ALF hews more closely to — and is utterly indebted to — Jim Henson’s immortal creations. The fact that ALF is a puppet is never the joke. We’re meant to see him as a character in his own right, as well-rounded and loveable as any other classic sitcom creation. Archie Bunker, Ralph Kramden, Mary Richards, “Hawkeye” Pierce, ALF.
At least, that’s what Paul Fusco wanted, and, to some extent, what he must have believed. Which leads me to the third reason I’m glad to cover ALF: it’s supremely instructive from a writing standpoint.

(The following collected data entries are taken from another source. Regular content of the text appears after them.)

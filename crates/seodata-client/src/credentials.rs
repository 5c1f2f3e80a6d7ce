//! Credential resolution strategies.
//!
//! A [`CredentialHandle`] holds the one active [`CredentialResolver`] for a
//! process (stdio mode) or for a single inbound request (multi-tenant HTTP
//! mode). The executor asks the handle for a fresh credential on every call,
//! so rotating the environment variable or installing a new strategy takes
//! effect on the next request without restarting anything.

use std::fmt;
use std::sync::{Arc, RwLock};

use secrecy::{ExposeSecret, SecretString};

/// Environment variable read by [`EnvCredential::default`].
pub const DEFAULT_TOKEN_ENV: &str = "SEODATA_API_TOKEN";

/// An opaque API token. Never printed by `Debug`.
#[derive(Clone)]
pub struct Credential(SecretString);

impl Credential {
    /// Build a credential, rejecting empty or whitespace-only tokens.
    pub fn parse(token: impl AsRef<str>) -> Option<Self> {
        let token = token.as_ref().trim();
        if token.is_empty() {
            None
        } else {
            Some(Self(SecretString::from(token.to_string())))
        }
    }

    /// Access the raw token for building the authorization header.
    pub fn expose(&self) -> &str {
        self.0.expose_secret()
    }
}

impl fmt::Debug for Credential {
    fn fmt(&self, f: &mut fmt::Formatter<'_>) -> fmt::Result {
        f.write_str("Credential([REDACTED])")
    }
}

/// Strategy returning the credential to use for the current call.
pub trait CredentialResolver: Send + Sync + fmt::Debug {
    /// Resolve the credential. `None` means no credential is configured.
    fn resolve(&self) -> Option<Credential>;

    /// Short label for logs.
    fn source(&self) -> &'static str;
}

/// A fixed token, e.g. from the config file or an inbound request header.
#[derive(Debug, Clone)]
pub struct StaticCredential(Credential);

impl StaticCredential {
    pub fn new(credential: Credential) -> Self {
        Self(credential)
    }
}

impl CredentialResolver for StaticCredential {
    fn resolve(&self) -> Option<Credential> {
        Some(self.0.clone())
    }

    fn source(&self) -> &'static str {
        "static"
    }
}

/// Reads a token from an environment variable on every resolution.
#[derive(Debug, Clone)]
pub struct EnvCredential {
    var: String,
}

impl EnvCredential {
    pub fn new(var: impl Into<String>) -> Self {
        Self { var: var.into() }
    }
}

impl Default for EnvCredential {
    fn default() -> Self {
        Self::new(DEFAULT_TOKEN_ENV)
    }
}

impl CredentialResolver for EnvCredential {
    fn resolve(&self) -> Option<Credential> {
        std::env::var(&self.var).ok().and_then(Credential::parse)
    }

    fn source(&self) -> &'static str {
        "env"
    }
}

/// Always absent. Useful as an explicit "not configured" strategy.
#[derive(Debug, Clone, Copy, Default)]
pub struct NoCredential;

impl CredentialResolver for NoCredential {
    fn resolve(&self) -> Option<Credential> {
        None
    }

    fn source(&self) -> &'static str {
        "none"
    }
}

/// Shared, swappable holder of the active resolver strategy.
///
/// Clones share the same slot: [`install`](Self::install) on one clone is
/// visible through all of them. [`scoped`](Self::scoped) creates an
/// independent slot for a single request so overrides cannot leak.
#[derive(Clone)]
pub struct CredentialHandle {
    slot: Arc<RwLock<Arc<dyn CredentialResolver>>>,
}

impl CredentialHandle {
    pub fn new(resolver: Arc<dyn CredentialResolver>) -> Self {
        Self {
            slot: Arc::new(RwLock::new(resolver)),
        }
    }

    /// Independent handle that does not share this handle's slot.
    pub fn scoped(resolver: Arc<dyn CredentialResolver>) -> Self {
        Self::new(resolver)
    }

    /// Replace the active strategy.
    pub fn install(&self, resolver: Arc<dyn CredentialResolver>) {
        tracing::debug!(source = resolver.source(), "Installing credential resolver");
        let mut guard = self.slot.write().unwrap_or_else(|e| e.into_inner());
        *guard = resolver;
    }

    /// Resolve through the active strategy. Never cached.
    pub fn resolve(&self) -> Option<Credential> {
        self.current().resolve()
    }

    /// The active strategy.
    pub fn current(&self) -> Arc<dyn CredentialResolver> {
        let guard = self.slot.read().unwrap_or_else(|e| e.into_inner());
        Arc::clone(&guard)
    }
}

impl fmt::Debug for CredentialHandle {
    fn fmt(&self, f: &mut fmt::Formatter<'_>) -> fmt::Result {
        f.debug_struct("CredentialHandle")
            .field("source", &self.current().source())
            .finish()
    }
}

For a show that’s rightly remembered for its novelty value alone, ALF could not serve as a better case study when it comes to humor writing. Characterization, dialogue, world-building, social satire, emotional stakes, continuity, interpersonal relationships, evolving roles and conflicts…all of these things are woven into ALF‘s weekly routine, some of them by nature of it being a sitcom, others by deliberate choice.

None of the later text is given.